Bild: Die Fußballerin und Klimaaktivistin Tessel Middag auf dem Platz in Glasg…
taz: Tessel Middag, Sie sind als Profifußballerin bei der Organisation
Fossil Free Football aktiv, die fossile Sponsoren aus dem Fußball verbannen
will. Adidas, Booking.com und Amazon als EM-Sponsoren: Wie ökologisch
schlimm ist das?
Tessel Middag: Für Adidas als Sportmarke ist es sinnvoll, ein Turnier zu
sponsern. In gewisser Weise macht es auch für Booking.com als
Hotelplattform Sinn. Wir als Organisation haben vor allem ein Problem mit
den Öl- und Gasfirmen, weil sie mit Fußball nichts zu tun haben. Die sind
so schädlich wie früher die Tabakfirmen und nutzen Fußball, um ihr
schlechtes Image zu verbessern. Genau wie Tabakwerbung sollte das verboten
werden. Die Fußballführungskräfte bei der Fifa und Uefa lassen uns hängen.

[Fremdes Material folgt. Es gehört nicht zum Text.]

//! Fuzzy Equality Module
//!
//! Decides whether two requests should share a cache entry. Values that are
//! absent, `null`, `""`, `{}` or `[]` all count as "no value".

use std::collections::BTreeSet;

use serde_json::{Map, Value};

use crate::cache::QueryParams;

// == Emptiness ==
/// Returns true when a (possibly missing) value carries no information.
///
/// `false` and `0` are real values and are not empty.
pub fn is_empty_value(value: Option<&Value>) -> bool {
    match value {
        None | Some(Value::Null) => true,
        Some(Value::String(s)) => s.is_empty(),
        Some(Value::Array(items)) => items.is_empty(),
        Some(Value::Object(map)) => map.is_empty(),
        Some(_) => false,
    }
}

// == Value Comparison ==
/// Deep comparison of two loose values.
///
/// Objects compare key by key regardless of key order, arrays compare
/// element-wise by position, scalars compare by value. Empty values match
/// each other at every depth.
pub fn values_basically_equal(a: &Value, b: &Value) -> bool {
    loosely_equal(Some(a), Some(b))
}

fn loosely_equal(a: Option<&Value>, b: Option<&Value>) -> bool {
    match (is_empty_value(a), is_empty_value(b)) {
        (true, true) => return true,
        (false, false) => {}
        _ => return false,
    }

    match (a, b) {
        (Some(Value::Object(left)), Some(Value::Object(right))) => objects_equal(left, right),
        (Some(Value::Array(left)), Some(Value::Array(right))) => {
            left.len() == right.len()
                && left
                    .iter()
                    .zip(right)
                    .all(|(x, y)| loosely_equal(Some(x), Some(y)))
        }
        (Some(left), Some(right)) => left == right,
        _ => false,
    }
}

fn objects_equal(left: &Map<String, Value>, right: &Map<String, Value>) -> bool {
    let names: BTreeSet<&str> = left.keys().chain(right.keys()).map(String::as_str).collect();
    names
        .into_iter()
        .all(|name| loosely_equal(left.get(name), right.get(name)))
}

// == Params Comparison ==
/// Fuzzy equality of two normalized parameter sets.
///
/// Absent params contribute no names, so `None` equals `{foo: ""}` but not
/// `{foo: "bar"}`. Equivalence is always decided per name.
pub fn are_basically_equal(a: Option<&QueryParams>, b: Option<&QueryParams>) -> bool {
    let names: BTreeSet<&str> = a
        .into_iter()
        .flat_map(QueryParams::names)
        .chain(b.into_iter().flat_map(QueryParams::names))
        .collect();

    names.into_iter().all(|name| {
        loosely_equal(
            a.and_then(|params| params.get(name)),
            b.and_then(|params| params.get(name)),
        )
    })
}

// == Unit Tests ==
#[cfg(test)]
mod tests {
    use super::*;
    use serde_json::json;

    fn params(value: Value) -> QueryParams {
        serde_json::from_value(value).unwrap()
    }

    #[test]
    fn test_empty_values() {
        assert!(is_empty_value(None));
        assert!(is_empty_value(Some(&Value::Null)));
        assert!(is_empty_value(Some(&json!(""))));
        assert!(is_empty_value(Some(&json!([]))));
        assert!(is_empty_value(Some(&json!({}))));
        assert!(!is_empty_value(Some(&json!(false))));
        assert!(!is_empty_value(Some(&json!(0))));
        assert!(!is_empty_value(Some(&json!(" "))));
    }

    #[test]
    fn test_both_absent_are_equal() {
        assert!(are_basically_equal(None, None));
        assert!(are_basically_equal(None, Some(&QueryParams::new())));
    }

    #[test]
    fn test_absent_matches_empty_valued_key() {
        let with_empty = params(json!({"foo": ""}));
        assert!(are_basically_equal(None, Some(&with_empty)));
        assert!(are_basically_equal(Some(&with_empty), None));

        let with_null = params(json!({"foo": null, "bar": {}}));
        assert!(are_basically_equal(Some(&with_null), Some(&QueryParams::new())));
    }

    #[test]
    fn test_absent_does_not_match_real_value() {
        let with_value = params(json!({"foo": "bar"}));
        assert!(!are_basically_equal(None, Some(&with_value)));
        assert!(!are_basically_equal(
            Some(&with_value),
            Some(&params(json!({"foo": ""})))
        ));
    }

    #[test]
    fn test_param_order_is_irrelevant() {
        let forward = QueryParams::new().with("a", "1").with("b", "2");
        let backward = QueryParams::new().with("b", "2").with("a", "1");
        assert!(are_basically_equal(Some(&forward), Some(&backward)));
    }

    #[test]
    fn test_scalars_compare_by_value() {
        let text = params(json!({"page": "1"}));
        let number = params(json!({"page": 1}));
        assert!(!are_basically_equal(Some(&text), Some(&number)));
        assert!(are_basically_equal(Some(&number), Some(&params(json!({"page": 1})))));
    }

    #[test]
    fn test_nested_objects_recurse() {
        let a = json!({"filter": {"name": "x", "tag": ""}});
        let b = json!({"filter": {"name": "x"}});
        assert!(values_basically_equal(&a, &b));

        let c = json!({"filter": {"name": "y"}});
        assert!(!values_basically_equal(&a, &c));
    }

    #[test]
    fn test_arrays_compare_positionally() {
        assert!(values_basically_equal(&json!(["a", null]), &json!(["a", ""])));
        assert!(!values_basically_equal(&json!(["a", "b"]), &json!(["b", "a"])));
        assert!(!values_basically_equal(&json!(["a"]), &json!(["a", "b"])));
    }

    #[test]
    fn test_false_is_not_empty() {
        let flagged = params(json!({"active": false}));
        assert!(!are_basically_equal(None, Some(&flagged)));
    }
}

Natürlich haben alle Unternehmen, die Sie erwähnt haben, auch nicht die
beste Bilanz, was Menschenrechte oder Nachhaltigkeit angeht. Idealerweise
wollen wir Sponsoren, die voll zu den Werten des Frauenfußballs passen,
aber ich bin mir nicht sicher, ob das finanziell schon drin ist. Wir sind
alle Teil eines Systems, Unternehmen müssen sich zusammen mit Verbrauchern
ändern.
taz: Aber ist es nicht ein bisschen naiv, so klar zwischen den Öl- und
Gassponsoren und anderen Sponsoren zu unterscheiden? Die Textilindustrie
verursacht höhere Emissionen als die Flugindustrie, die für Sie ein
fossiler Sponsor ist.
Middag: Vielleicht liegen wir falsch. Die Kleidungsindustrie ist wirklich
schlimm: die Mülldeponien und die Arbeitsbedingungen, die Menge an
Kleidung, die weggeworfen wird. Ich habe mich bei solchen Themen viel
bilden müssen und tue es immer noch. Ich hatte einen Vertrag mit Nike. Dann
habe ich mehr über die Arbeitsbedingungen dort erfahren und auch, dass für
meinen Schuh Känguruleder verwendet wurde. Ich trage jetzt vegane Schuhe
von Sokito. Aber wenn ich für einen Verein spiele, habe ich kein
Mitspracherecht bei der Kleidung. Es ist auch schwer, die richtigen
Entscheidungen zu treffen, wenn es oft keine Alternativen gibt. Bei diesen
Öl- und Gasunternehmen dagegen geht es stärker um Sportswashing. Ich fühle
mich benutzt, ein Regime oder ein Produkt reinzuwaschen, das nichts mit
unserem Sport zu tun hat. Das ist vielleicht der kleine Unterschied.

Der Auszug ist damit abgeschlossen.